#### YOUR INSTRUCTIONS:
What is needed is an exact copy of every entry below.

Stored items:
########################################

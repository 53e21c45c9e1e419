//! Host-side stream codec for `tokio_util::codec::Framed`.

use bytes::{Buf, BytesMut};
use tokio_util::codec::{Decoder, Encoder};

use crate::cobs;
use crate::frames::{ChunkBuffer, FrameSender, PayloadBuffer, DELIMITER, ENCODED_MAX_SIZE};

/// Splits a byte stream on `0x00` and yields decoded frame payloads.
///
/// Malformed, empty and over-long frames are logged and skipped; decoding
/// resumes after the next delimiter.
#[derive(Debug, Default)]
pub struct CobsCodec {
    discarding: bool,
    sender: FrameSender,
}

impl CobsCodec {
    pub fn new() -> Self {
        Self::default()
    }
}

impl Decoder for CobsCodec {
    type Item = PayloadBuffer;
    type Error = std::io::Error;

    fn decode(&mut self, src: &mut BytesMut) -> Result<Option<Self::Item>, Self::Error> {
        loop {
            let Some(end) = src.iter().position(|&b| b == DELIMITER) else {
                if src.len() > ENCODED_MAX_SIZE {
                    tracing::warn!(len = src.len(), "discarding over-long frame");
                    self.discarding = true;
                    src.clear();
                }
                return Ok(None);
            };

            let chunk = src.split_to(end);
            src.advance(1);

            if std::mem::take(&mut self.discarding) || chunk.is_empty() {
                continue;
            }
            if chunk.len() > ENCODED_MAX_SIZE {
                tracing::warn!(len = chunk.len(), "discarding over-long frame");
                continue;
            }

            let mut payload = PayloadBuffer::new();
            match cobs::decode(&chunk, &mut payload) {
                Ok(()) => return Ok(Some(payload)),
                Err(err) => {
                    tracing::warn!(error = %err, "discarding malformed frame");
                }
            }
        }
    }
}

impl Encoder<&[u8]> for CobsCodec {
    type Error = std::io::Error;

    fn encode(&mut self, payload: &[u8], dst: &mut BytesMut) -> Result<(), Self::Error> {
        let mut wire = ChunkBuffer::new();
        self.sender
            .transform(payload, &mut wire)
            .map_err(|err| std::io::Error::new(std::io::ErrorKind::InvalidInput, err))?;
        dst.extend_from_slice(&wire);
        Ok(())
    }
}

########################################

#### RESPONSE TO THE EXERCISE:
repository 53e21c45c9e1e419
//! Host-side stream codec for `tokio_util::codec::Framed`.

use bytes::{Buf, BytesMut};
use tokio_util::codec::{Decoder, Encoder};

use crate::cobs;
use crate::frames::{ChunkBuffer, FrameSender, PayloadBuffer, DELIMITER, ENCODED_MAX_SIZE};

/// Splits a byte stream on `0x00` and yields decoded frame payloads.
///
/// Malformed, empty and over-long frames are logged and skipped; decoding
/// resumes after the next delimiter.
#[derive(Debug, Default)]
pub struct CobsCodec {
    discarding: bool,
    sender: FrameSender,
}

impl CobsCodec {
    pub fn new() -> Self {
        Self::default()
    }
}

impl Decoder for CobsCodec {
    type Item = PayloadBuffer;
    type Error = std::io::Error;

    fn decode(&mut self, src: &mut BytesMut) -> Result<Option<Self::Item>, Self::Error> {
        loop {
            let Some(end) = src.iter().position(|&b| b == DELIMITER) else {
                if src.len() > ENCODED_MAX_SIZE {
                    tracing::warn!(len = src.len(), "discarding over-long frame");
                    self.discarding = true;
                    src.clear();
                }
                return Ok(None);
            };

            let chunk = src.split_to(end);
            src.advance(1);

            if std::mem::take(&mut self.discarding) || chunk.is_empty() {
                continue;
            }
            if chunk.len() > ENCODED_MAX_SIZE {
                tracing::warn!(len = chunk.len(), "discarding over-long frame");
                continue;
            }

            let mut payload = PayloadBuffer::new();
            match cobs::decode(&chunk, &mut payload) {
                Ok(()) => return Ok(Some(payload)),
                Err(err) => {
                    tracing::warn!(error = %err, "discarding malformed frame");
                }
            }
        }
    }
}

impl Encoder<&[u8]> for CobsCodec {
    type Error = std::io::Error;

    fn encode(&mut self, payload: &[u8], dst: &mut BytesMut) -> Result<(), Self::Error> {
        let mut wire = ChunkBuffer::new();
        self.sender
            .transform(payload, &mut wire)
            .map_err(|err| std::io::Error::new(std::io::ErrorKind::InvalidInput, err))?;
        dst.extend_from_slice(&wire);
        Ok(())
    }
}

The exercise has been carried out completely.